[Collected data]
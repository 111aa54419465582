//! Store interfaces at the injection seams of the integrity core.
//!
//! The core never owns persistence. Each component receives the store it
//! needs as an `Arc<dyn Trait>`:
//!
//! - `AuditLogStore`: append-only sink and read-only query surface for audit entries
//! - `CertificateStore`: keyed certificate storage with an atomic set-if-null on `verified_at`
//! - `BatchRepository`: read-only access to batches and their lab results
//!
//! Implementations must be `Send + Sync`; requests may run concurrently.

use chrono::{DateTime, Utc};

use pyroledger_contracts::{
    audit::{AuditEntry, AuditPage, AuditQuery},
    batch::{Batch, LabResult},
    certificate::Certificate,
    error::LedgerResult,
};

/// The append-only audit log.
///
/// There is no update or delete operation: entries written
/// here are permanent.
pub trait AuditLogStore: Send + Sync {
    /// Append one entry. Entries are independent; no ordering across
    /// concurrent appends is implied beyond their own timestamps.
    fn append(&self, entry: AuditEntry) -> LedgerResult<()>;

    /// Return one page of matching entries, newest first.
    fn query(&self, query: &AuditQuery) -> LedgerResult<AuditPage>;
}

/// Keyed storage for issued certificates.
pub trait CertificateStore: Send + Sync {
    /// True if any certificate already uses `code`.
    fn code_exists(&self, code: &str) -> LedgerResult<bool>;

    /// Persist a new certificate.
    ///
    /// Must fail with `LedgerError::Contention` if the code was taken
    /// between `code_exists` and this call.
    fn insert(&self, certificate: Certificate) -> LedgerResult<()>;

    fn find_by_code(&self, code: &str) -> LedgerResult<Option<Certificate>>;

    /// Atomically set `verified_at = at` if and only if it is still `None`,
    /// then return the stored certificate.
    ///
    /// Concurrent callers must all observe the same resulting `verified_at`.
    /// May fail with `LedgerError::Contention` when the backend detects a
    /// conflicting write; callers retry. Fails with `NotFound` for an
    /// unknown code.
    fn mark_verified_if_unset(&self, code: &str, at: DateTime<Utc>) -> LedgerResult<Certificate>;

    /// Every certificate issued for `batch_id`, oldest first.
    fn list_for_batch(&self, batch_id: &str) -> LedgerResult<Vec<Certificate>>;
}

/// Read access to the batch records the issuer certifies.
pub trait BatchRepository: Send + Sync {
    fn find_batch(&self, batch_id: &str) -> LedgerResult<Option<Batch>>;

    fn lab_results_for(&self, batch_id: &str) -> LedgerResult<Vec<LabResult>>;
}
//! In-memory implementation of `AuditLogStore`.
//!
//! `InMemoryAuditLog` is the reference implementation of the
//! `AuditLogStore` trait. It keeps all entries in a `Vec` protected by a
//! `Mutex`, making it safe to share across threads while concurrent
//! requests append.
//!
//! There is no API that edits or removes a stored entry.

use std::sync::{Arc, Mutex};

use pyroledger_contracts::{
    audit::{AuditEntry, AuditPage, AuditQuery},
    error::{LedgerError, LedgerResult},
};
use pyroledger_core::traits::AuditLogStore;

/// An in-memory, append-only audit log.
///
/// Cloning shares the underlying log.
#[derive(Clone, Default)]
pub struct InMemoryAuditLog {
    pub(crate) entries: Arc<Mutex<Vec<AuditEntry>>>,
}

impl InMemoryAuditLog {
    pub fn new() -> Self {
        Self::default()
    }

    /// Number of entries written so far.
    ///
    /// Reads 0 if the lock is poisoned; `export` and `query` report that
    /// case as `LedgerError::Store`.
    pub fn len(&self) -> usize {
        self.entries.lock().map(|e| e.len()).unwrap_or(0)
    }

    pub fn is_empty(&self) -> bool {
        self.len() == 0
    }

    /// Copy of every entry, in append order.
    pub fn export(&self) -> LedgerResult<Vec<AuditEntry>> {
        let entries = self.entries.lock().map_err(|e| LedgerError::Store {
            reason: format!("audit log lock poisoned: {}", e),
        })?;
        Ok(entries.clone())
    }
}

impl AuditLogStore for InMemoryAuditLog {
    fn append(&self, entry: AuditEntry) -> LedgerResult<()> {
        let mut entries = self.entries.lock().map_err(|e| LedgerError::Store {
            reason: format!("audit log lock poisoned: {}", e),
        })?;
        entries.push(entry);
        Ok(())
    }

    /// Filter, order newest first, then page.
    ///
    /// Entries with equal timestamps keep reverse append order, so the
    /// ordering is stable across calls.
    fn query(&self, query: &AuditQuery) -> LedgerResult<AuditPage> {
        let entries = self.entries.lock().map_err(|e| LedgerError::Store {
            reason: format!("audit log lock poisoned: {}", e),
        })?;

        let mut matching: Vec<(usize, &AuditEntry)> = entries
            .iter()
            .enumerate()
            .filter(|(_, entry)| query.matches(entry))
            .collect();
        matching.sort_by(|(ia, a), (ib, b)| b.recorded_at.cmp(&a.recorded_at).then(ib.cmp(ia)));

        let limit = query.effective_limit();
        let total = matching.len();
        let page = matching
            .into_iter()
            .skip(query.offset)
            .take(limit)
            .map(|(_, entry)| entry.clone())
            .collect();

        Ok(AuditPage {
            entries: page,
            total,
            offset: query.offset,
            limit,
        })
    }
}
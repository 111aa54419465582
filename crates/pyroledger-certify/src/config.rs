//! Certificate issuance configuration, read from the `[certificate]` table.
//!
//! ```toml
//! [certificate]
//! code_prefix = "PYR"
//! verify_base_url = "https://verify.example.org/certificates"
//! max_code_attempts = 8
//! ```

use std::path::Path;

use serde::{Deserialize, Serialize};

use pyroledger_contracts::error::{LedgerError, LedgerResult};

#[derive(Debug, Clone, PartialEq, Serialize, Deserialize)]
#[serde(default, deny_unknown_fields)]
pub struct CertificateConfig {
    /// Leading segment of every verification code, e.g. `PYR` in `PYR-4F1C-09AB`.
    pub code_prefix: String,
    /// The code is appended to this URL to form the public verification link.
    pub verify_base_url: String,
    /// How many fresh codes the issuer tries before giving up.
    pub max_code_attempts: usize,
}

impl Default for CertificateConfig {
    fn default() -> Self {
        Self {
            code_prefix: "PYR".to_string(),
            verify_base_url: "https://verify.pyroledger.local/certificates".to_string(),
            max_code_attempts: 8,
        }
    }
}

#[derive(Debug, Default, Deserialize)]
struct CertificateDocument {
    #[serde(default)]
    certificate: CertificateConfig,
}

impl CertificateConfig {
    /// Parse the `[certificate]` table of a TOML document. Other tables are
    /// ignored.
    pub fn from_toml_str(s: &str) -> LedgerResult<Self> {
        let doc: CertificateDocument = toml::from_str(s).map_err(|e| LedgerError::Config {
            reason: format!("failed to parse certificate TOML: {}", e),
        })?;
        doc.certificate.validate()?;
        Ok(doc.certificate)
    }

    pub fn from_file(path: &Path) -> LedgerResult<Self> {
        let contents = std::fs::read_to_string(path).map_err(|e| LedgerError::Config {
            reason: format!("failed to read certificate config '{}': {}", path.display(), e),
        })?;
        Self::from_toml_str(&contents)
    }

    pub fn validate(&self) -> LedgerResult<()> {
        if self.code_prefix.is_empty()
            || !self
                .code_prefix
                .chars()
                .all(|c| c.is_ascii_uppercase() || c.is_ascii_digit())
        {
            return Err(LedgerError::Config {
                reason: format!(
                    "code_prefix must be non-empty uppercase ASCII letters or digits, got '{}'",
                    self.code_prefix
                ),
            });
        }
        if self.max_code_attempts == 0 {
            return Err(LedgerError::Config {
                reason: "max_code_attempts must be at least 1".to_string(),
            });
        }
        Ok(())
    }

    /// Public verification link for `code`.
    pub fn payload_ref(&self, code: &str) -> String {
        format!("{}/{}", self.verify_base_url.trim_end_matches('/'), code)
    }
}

### What you are asked to do
A single number is the answer: how many lines in the records above contain the word "verification".

### Answer space
3